Lecture du mercredi 27 juillet 2022
REPUBLIQUE FRANCAISE

AU NOM DU PEUPLE FRANCAIS



Vu la procédure suivante :

La société à responsabilité limitée Le Parc de Chavaray, également dénommée société Alzina Côte d'Azur, a demandé au tribunal administratif de Lyon d'annuler pour excès de pouvoir les arrêtés du 28 mars 2017 et du 25 avril 2018 par lesquels le maire de Saint-Péray a refusé de lui délivrer un permis d'aménager. Par un jugement n° 1707078, 1807697 du 9 mai 2019, le tribunal administratif de Lyon a rejeté ces demandes.

Par un arrêt n° 1902641 du 23 février 2021, la cour administrative d'appel de Lyon a rejeté l'appel formé par la société Le Parc de Chavaray contre ce jugement.
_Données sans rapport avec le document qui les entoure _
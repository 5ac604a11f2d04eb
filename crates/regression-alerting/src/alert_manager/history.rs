//! Bounded alert history and the statistics derived from it

use super::types::{AlertHistoryEntry, AlertStats};
use chrono::{DateTime, Duration, Utc};
use std::collections::VecDeque;

/// Default ring buffer capacity
pub const DEFAULT_HISTORY_CAPACITY: usize = 1000;

/// Ring buffer of dispatched alerts, oldest evicted first
#[derive(Debug)]
pub struct AlertHistory {
    entries: VecDeque<AlertHistoryEntry>,
    capacity: usize,
}

impl Default for AlertHistory {
    fn default() -> Self {
        Self::with_capacity(DEFAULT_HISTORY_CAPACITY)
    }
}

impl AlertHistory {
    /// Empty history holding at most `capacity` entries
    pub fn with_capacity(capacity: usize) -> Self {
        let capacity = capacity.max(1);
        Self {
            entries: VecDeque::with_capacity(capacity),
            capacity,
        }
    }

    /// Append, evicting the oldest entry once over capacity
    pub fn push(&mut self, entry: AlertHistoryEntry) {
        self.entries.push_back(entry);
        while self.entries.len() > self.capacity {
            self.entries.pop_front();
        }
    }

    /// Number of stored entries
    pub fn len(&self) -> usize {
        self.entries.len()
    }

    /// No entries stored
    pub fn is_empty(&self) -> bool {
        self.entries.is_empty()
    }

    /// Entries oldest first
    pub fn iter(&self) -> impl Iterator<Item = &AlertHistoryEntry> {
        self.entries.iter()
    }

    /// Totals, recent counts and group-by tallies relative to `now`
    pub fn stats(&self, now: DateTime<Utc>) -> AlertStats {
        let day_ago = now - Duration::hours(24);
        let week_ago = now - Duration::days(7);

        let mut stats = AlertStats {
            total: self.entries.len(),
            ..AlertStats::default()
        };

        for entry in &self.entries {
            if entry.timestamp > day_ago {
                stats.last_24_hours += 1;
            }
            if entry.timestamp > week_ago {
                stats.last_7_days += 1;
            }
            *stats.by_type.entry(entry.alert_type.clone()).or_insert(0) += 1;
            *stats.by_severity.entry(entry.severity).or_insert(0) += 1;
            *stats
                .by_environment
                .entry(entry.environment.clone())
                .or_insert(0) += 1;
        }

        stats
    }
}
Par un pourvoi sommaire, un mémoire complémentaire et un mémoire en réplique, enregistrés les 16 avril 2021, 16 juillet 2021 et 28 mars 2022 au secrétariat du contentieux du Conseil d'Etat, la société Le Parc de Chavaray demande au Conseil d'Etat :

1°) d'annuler cet arrêt ;

2°) de mettre à la charge de de la commune de Saint-Péray la somme de 3 500 euros au titre de l'article L. 761-1 du code de justice administrative.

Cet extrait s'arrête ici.